Complying with codes
The next level of consideration is focused on technical and building codes. Many code and accessibility requirements map generally well between the two uses. However, differences in regulations between Housing and Hospitality can have a big impact for conversion feasibility. For example, converting every non-accessible hotel unit into an adaptable unit would be costly, but if it could be done on an as-needed basis, the intent of the code can be met without overwhelming initial project costs.
Often special grants, tax relief, or funding sources related to affordable housing carry specific design or amenity requirements. These may include minimum unit square footages or sustainability measures. Identifying these items and researching solutions early, possibly along with building code officials prior to closing, is critical to the success of a conversion.

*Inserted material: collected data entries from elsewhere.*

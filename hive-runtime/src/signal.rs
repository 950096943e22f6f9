//! Recovery from actor stack overflow.
//!
//! An actor that runs through its bottom canary touches the `PROT_NONE`
//! guard page below it and the kernel raises `SIGSEGV` (or `SIGBUS`). The
//! handler installed here runs on a per-thread alternate signal stack. When
//! the fault address lies in the guard page of the actor being dispatched on
//! this thread, it records the fault, restores the interrupted signal mask
//! and switches straight back to the scheduler context. The scheduler then
//! marks the actor dead with [`ExitReason::StackOverflow`]. The actor's
//! frames are abandoned without unwinding.
//!
//! Any other fault is handed to the action that was installed before ours.
//!
//! # Async-signal-safety
//!
//! The handler only calls `pthread_getspecific`, `pthread_sigmask`,
//! `sigaction`, `raise` and `abort`, all async-signal-safe, plus atomic
//! loads and stores and the register-level [`coro::switch`]. Per-thread state is
//! reached through a pthread key rather than `thread_local!`.
//!
//! [`ExitReason::StackOverflow`]: crate::message::ExitReason::StackOverflow

use std::ffi::c_void;
use std::ops::Range;
use std::ptr;
use std::sync::atomic::{AtomicBool, AtomicPtr, AtomicUsize, Ordering};
use std::sync::OnceLock;

use tracing::{debug, warn};

use crate::coro::{self, SwitchContext};

/// Alternate signal stack per scheduler thread.
const ALT_STACK_SIZE: usize = 64 * 1024;

const FAULT_SIGNALS: [libc::c_int; 2] = [libc::SIGSEGV, libc::SIGBUS];

// ── Process-wide handlers ───────────────────────────────────────────────────

struct Handlers {
    key: libc::pthread_key_t,
    /// Actions replaced by ours, in `FAULT_SIGNALS` order.
    previous: [libc::sigaction; 2],
}

static HANDLERS: OnceLock<Option<Handlers>> = OnceLock::new();

fn install() -> Option<Handlers> {
    let mut key: libc::pthread_key_t = 0;
    // SAFETY: `key` is a valid out-pointer and `drop_recovery` matches the
    // destructor signature.
    let ret = unsafe { libc::pthread_key_create(&raw mut key, Some(drop_recovery)) };
    if ret != 0 {
        warn!(error = ret, "pthread_key_create failed, stack overflow recovery disabled");
        return None;
    }

    // SAFETY: all-zero is a valid `sigaction` for use as an out-parameter.
    let mut previous: [libc::sigaction; 2] = unsafe { std::mem::zeroed() };
    for (sig, old) in FAULT_SIGNALS.into_iter().zip(previous.iter_mut()) {
        // SAFETY: `sa` is fully initialised before use and `sig` is a valid
        // signal number; `old` is a valid out-pointer.
        let ret = unsafe {
            let mut sa: libc::sigaction = std::mem::zeroed();
            sa.sa_flags = libc::SA_SIGINFO | libc::SA_ONSTACK;
            libc::sigemptyset(&raw mut sa.sa_mask);
            sa.sa_sigaction = on_fault
                as extern "C" fn(libc::c_int, *mut libc::siginfo_t, *mut c_void)
                as usize;
            libc::sigaction(sig, &raw const sa, old)
        };
        if ret != 0 {
            warn!(signal = sig, "sigaction failed, stack overflow recovery disabled");
            return None;
        }
    }
    debug!("stack overflow handlers installed");
    Some(Handlers { key, previous })
}

fn handlers() -> Option<&'static Handlers> {
    HANDLERS.get_or_init(install).as_ref()
}

// ── Per-thread recovery state ───────────────────────────────────────────────

/// What the handler needs to abandon the running actor.
///
/// Written by the scheduler between dispatches and read by the handler on
/// the same thread; atomics keep the compiler from reordering the two.
struct Recovery {
    armed: AtomicBool,
    guard_lo: AtomicUsize,
    guard_hi: AtomicUsize,
    actor: AtomicPtr<SwitchContext>,
    sched: AtomicPtr<SwitchContext>,
    overflowed: AtomicBool,
    fault_addr: AtomicUsize,
    alt_stack: *mut c_void,
}

/// pthread key destructor: release the alternate stack and the state.
unsafe extern "C" fn drop_recovery(ptr: *mut c_void) {
    if ptr.is_null() {
        return;
    }
    // SAFETY: `ptr` came from `Box::into_raw` in `thread_recovery`.
    let recovery = unsafe { Box::from_raw(ptr.cast::<Recovery>()) };
    // SAFETY: all-zero is a valid `stack_t`.
    let mut current: libc::stack_t = unsafe { std::mem::zeroed() };
    // SAFETY: query only; `current` is a valid out-pointer.
    unsafe { libc::sigaltstack(ptr::null(), &raw mut current) };
    if current.ss_sp == recovery.alt_stack {
        let disable = libc::stack_t {
            ss_sp: ptr::null_mut(),
            ss_flags: libc::SS_DISABLE,
            ss_size: ALT_STACK_SIZE,
        };
        // SAFETY: the thread is exiting and no longer on the alternate stack.
        unsafe { libc::sigaltstack(&raw const disable, ptr::null_mut()) };
    }
    // SAFETY: `alt_stack` is the mapping made in `thread_recovery`, no
    // longer installed on any thread.
    unsafe { libc::munmap(recovery.alt_stack, ALT_STACK_SIZE) };
}

/// This thread's recovery state, set up on first use.
fn thread_recovery() -> Option<&'static Recovery> {
    let handlers = handlers()?;
    // SAFETY: the key was created in `install`.
    let existing = unsafe { libc::pthread_getspecific(handlers.key) }.cast::<Recovery>();
    if !existing.is_null() {
        // SAFETY: set below on this thread; freed only when it exits.
        return Some(unsafe { &*existing });
    }

    // SAFETY: anonymous private mapping; `fd = -1`, `offset = 0`.
    let alt_stack = unsafe {
        libc::mmap(
            ptr::null_mut(),
            ALT_STACK_SIZE,
            libc::PROT_READ | libc::PROT_WRITE,
            libc::MAP_PRIVATE | libc::MAP_ANONYMOUS,
            -1,
            0,
        )
    };
    if alt_stack == libc::MAP_FAILED {
        warn!("failed to map a signal stack, stack overflow recovery disabled");
        return None;
    }
    let ss = libc::stack_t {
        ss_sp: alt_stack,
        ss_flags: 0,
        ss_size: ALT_STACK_SIZE,
    };
    // SAFETY: `ss` describes the mapping just created.
    if unsafe { libc::sigaltstack(&raw const ss, ptr::null_mut()) } != 0 {
        warn!("sigaltstack failed, stack overflow recovery disabled");
        // SAFETY: `alt_stack` was returned by mmap above.
        unsafe { libc::munmap(alt_stack, ALT_STACK_SIZE) };
        return None;
    }

    let recovery = Box::into_raw(Box::new(Recovery {
        armed: AtomicBool::new(false),
        guard_lo: AtomicUsize::new(0),
        guard_hi: AtomicUsize::new(0),
        actor: AtomicPtr::new(ptr::null_mut()),
        sched: AtomicPtr::new(ptr::null_mut()),
        overflowed: AtomicBool::new(false),
        fault_addr: AtomicUsize::new(0),
        alt_stack,
    }));
    // SAFETY: the key is valid and `recovery` is a live heap pointer.
    if unsafe { libc::pthread_setspecific(handlers.key, recovery.cast()) } != 0 {
        // SAFETY: never published; reclaim it along with the stack.
        unsafe { drop_recovery(recovery.cast()) };
        return None;
    }
    // SAFETY: freed only by the key destructor when this thread exits.
    Some(unsafe { &*recovery })
}

// ── Dispatch hooks ──────────────────────────────────────────────────────────

/// Watch `guard` while the actor whose context is `actor` runs. A fault in
/// the guard switches to `sched`.
pub(crate) fn arm(guard: Range<usize>, actor: *mut SwitchContext, sched: *mut SwitchContext) {
    if guard.is_empty() {
        return;
    }
    let Some(recovery) = thread_recovery() else {
        return;
    };
    recovery.guard_lo.store(guard.start, Ordering::Relaxed);
    recovery.guard_hi.store(guard.end, Ordering::Relaxed);
    recovery.actor.store(actor, Ordering::Relaxed);
    recovery.sched.store(sched, Ordering::Relaxed);
    recovery.overflowed.store(false, Ordering::Relaxed);
    recovery.armed.store(true, Ordering::Release);
}

/// Stop watching. Returns the fault address if the actor overflowed.
pub(crate) fn disarm() -> Option<usize> {
    let handlers = HANDLERS.get()?.as_ref()?;
    // SAFETY: the key was created in `install`.
    let recovery = unsafe { libc::pthread_getspecific(handlers.key) }.cast::<Recovery>();
    // SAFETY: set by `thread_recovery` on this thread.
    let recovery = unsafe { recovery.as_ref() }?;
    recovery.armed.store(false, Ordering::Release);
    recovery
        .overflowed
        .swap(false, Ordering::Acquire)
        .then(|| recovery.fault_addr.load(Ordering::Relaxed))
}

// ── Handler ─────────────────────────────────────────────────────────────────

extern "C" fn on_fault(sig: libc::c_int, info: *mut libc::siginfo_t, uctx: *mut c_void) {
    let Some(Some(handlers)) = HANDLERS.get() else {
        // SAFETY: all-zero with `SIG_DFL` is a valid default action.
        unsafe {
            let mut sa: libc::sigaction = std::mem::zeroed();
            sa.sa_sigaction = libc::SIG_DFL;
            libc::sigaction(sig, &raw const sa, ptr::null_mut());
        }
        return;
    };
    let addr = if info.is_null() {
        0
    } else {
        // SAFETY: the kernel passes a valid siginfo for SA_SIGINFO handlers.
        unsafe { (*info).si_addr() as usize }
    };

    // SAFETY: the key is valid; pthread_getspecific is async-signal-safe.
    let recovery = unsafe { libc::pthread_getspecific(handlers.key) }.cast::<Recovery>();
    // SAFETY: set by `thread_recovery` on this thread.
    if let Some(recovery) = unsafe { recovery.as_ref() } {
        let in_guard = recovery.armed.load(Ordering::Acquire)
            && addr >= recovery.guard_lo.load(Ordering::Relaxed)
            && addr < recovery.guard_hi.load(Ordering::Relaxed);
        if in_guard {
            recovery.armed.store(false, Ordering::Relaxed);
            recovery.fault_addr.store(addr, Ordering::Relaxed);
            recovery.overflowed.store(true, Ordering::Release);
            let actor = recovery.actor.load(Ordering::Relaxed);
            let sched = recovery.sched.load(Ordering::Relaxed);
            if !uctx.is_null() {
                // The handler never returns, so the mask the kernel would
                // restore on sigreturn is restored here.
                // SAFETY: `uctx` is the ucontext the kernel passed in.
                unsafe {
                    libc::pthread_sigmask(
                        libc::SIG_SETMASK,
                        &raw const (*uctx.cast::<libc::ucontext_t>()).uc_sigmask,
                        ptr::null_mut(),
                    );
                }
            }
            // SAFETY: `sched` holds the scheduler context saved by the
            // dispatch that armed us; it waits on the scheduler stack.
            unsafe { coro::switch(actor, sched) };
            // An overflowed actor is never resumed.
            // SAFETY: abort is async-signal-safe.
            unsafe { libc::abort() };
        }
    }

    // Not ours: reinstate the previous action and let the fault recur.
    let Some(index) = FAULT_SIGNALS.iter().position(|&s| s == sig) else {
        return;
    };
    // SAFETY: restoring an action saved by `install`.
    unsafe { libc::sigaction(sig, &raw const handlers.previous[index], ptr::null_mut()) };
    // SAFETY: the kernel passes a valid siginfo for SA_SIGINFO handlers.
    let sent = !info.is_null() && unsafe { (*info).si_code } <= 0;
    if sent {
        // A sent signal does not recur by returning; deliver it again.
        // SAFETY: raise is async-signal-safe.
        unsafe { libc::raise(sig) };
    }
}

Flexibility in housing types
After examining the potential and challenges of conversions, we see the ability to be flexible as a key to success. Finding a 1:1 match for hotel-to-residential is extremely difficult. But if the development and design team come with multiple housing type potentials such as market rate, workforce, senior, micro units, co-housing, permanent supportive housing or temporary shelter, there’s a greater likelihood of making the transformation a reality.
It will take innovative approaches to address the housing crisis. Designers, developers, communities, and jurisdictions will need to innovate and work together to bring to market-relevant housing types that increase the supply of affordable housing. Fortunately, there are shining examples of this model already taking shape. In California, Project Homekey and in Oregon, Project Turnkey, were created to fund the conversion of hotel properties into both short- and long-term housing.
It’s exciting to see, and to know that hospitality can play a role in increasing access to housing.
Gary Golla is a Principal at SERA, with 27 years of experience covering a wide range of project types and scales, primarily focused on hospitality design. Gary’s education in both architecture and development allows him to see the simultaneous functions the built environment serves for the user, owner and community at large.